Don’t get me wrong. I’m still the artist behind the spoken-word album, Capitalism Is My Bag, Baby. But here’s the problem. Because most people on the right love and respect capitalism and pretty much everyone on the right feels the very real need to defend capitalism from the Occupiers, technocrats, sans-culottes, nudgers, equalizers, faux pragmatists, and other members of the Social Justice League, we don’t spend enough time focusing on the limitations of capitalism.
I say “limitations” rather than “faults,” because limitations aren’t necessarily faults. This is a really important distinction that is sometimes lost on people. A car that can’t go more than five miles per hour is faulty. A car that can’t drive through solid rock is simply a car. Water has no protein. But few would say that water isn’t essential or good. Water does what it does, but it can’t do things water can’t do. Air is awesome. I use it every day. I’m using it right now! But if ever there was a good illustration of how “necessary” and “sufficient” aren’t the same thing, air is it.

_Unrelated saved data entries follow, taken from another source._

//! HTTP error mapping
//!
//! Two tiers only: addressing failures become 404 with the descriptive
//! message from the engine, everything else becomes 500 with a fixed
//! per-route message. The cause of a 500 is logged, never returned.

use axum::http::StatusCode;
use axum::response::{IntoResponse, Response};
use axum::Json;
use kanban_board::KanbanError;
use serde_json::json;
use std::fmt::Display;
use thiserror::Error;

/// Error returned by request handlers
#[derive(Debug, Error, PartialEq, Eq)]
pub enum ApiError {
    /// A board, column, task or checklist item is absent
    #[error("{0}")]
    NotFound(String),

    /// Storage, encoding or payload failure
    #[error("{0}")]
    Internal(&'static str),
}

impl ApiError {
    /// Classify an engine error, logging the cause of operational failures
    pub fn from_kanban(error: KanbanError, failure: &'static str) -> Self {
        if error.is_not_found() {
            Self::NotFound(error.to_string())
        } else {
            Self::internal(error, failure)
        }
    }

    /// Operational failure with a logged cause
    pub fn internal(cause: impl Display, failure: &'static str) -> Self {
        tracing::error!(error = %cause, "{}", failure);
        Self::Internal(failure)
    }

    /// Status code for this error
    pub fn status(&self) -> StatusCode {
        match self {
            Self::NotFound(_) => StatusCode::NOT_FOUND,
            Self::Internal(_) => StatusCode::INTERNAL_SERVER_ERROR,
        }
    }
}

impl IntoResponse for ApiError {
    fn into_response(self) -> Response {
        let body = Json(json!({ "message": self.to_string() }));
        (self.status(), body).into_response()
    }
}
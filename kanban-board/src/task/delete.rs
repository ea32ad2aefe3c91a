//! DeleteTask command

use crate::context::BoardContext;
use crate::error::{KanbanError, Result};
use crate::types::BoardId;
use kanban_operations::{async_trait, operation, Execute};
use serde::Deserialize;
use serde_json::Value;

/// Remove a task from a column
#[operation(verb = "delete", noun = "task", description = "Remove a task from a column")]
#[derive(Debug, Deserialize)]
pub struct DeleteTask {
    /// The board to edit
    pub board_id: BoardId,
    /// Column holding the task
    pub column: usize,
    /// Position of the task in the column
    pub task: usize,
}

impl DeleteTask {
    pub fn new(board_id: impl Into<BoardId>, column: usize, task: usize) -> Self {
        Self {
            board_id: board_id.into(),
            column,
            task,
        }
    }
}

#[async_trait]
impl Execute<BoardContext, KanbanError> for DeleteTask {
    async fn execute(&self, ctx: &BoardContext) -> Result<Value> {
        let mut board = ctx.read_board(&self.board_id).await?;
        let removed = board.remove_task(self.column, self.task)?;
        tracing::trace!(title = %removed.title, "task removed");

        ctx.write_board(&board).await?;
        Ok(serde_json::to_value(&board)?)
    }
}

And so it is with capitalism. Okay, technically we don’t need capitalism the way we need air or water. Cavemen didn’t have it. And, as a result, they ate a lot of grubs, scraped their dangly bits on rocks while running away from large hungry animals, and usually died a violent or painful death at a young age. The North Koreans don’t have capitalism and many North Koreans would count themselves lucky to live like cavemen. In fact, much of the West didn’t have it, in a meaningful sense, until around 1700 at the earliest. And that’s why it stunk to live in 1700 — literally and figuratively — for a lot of people.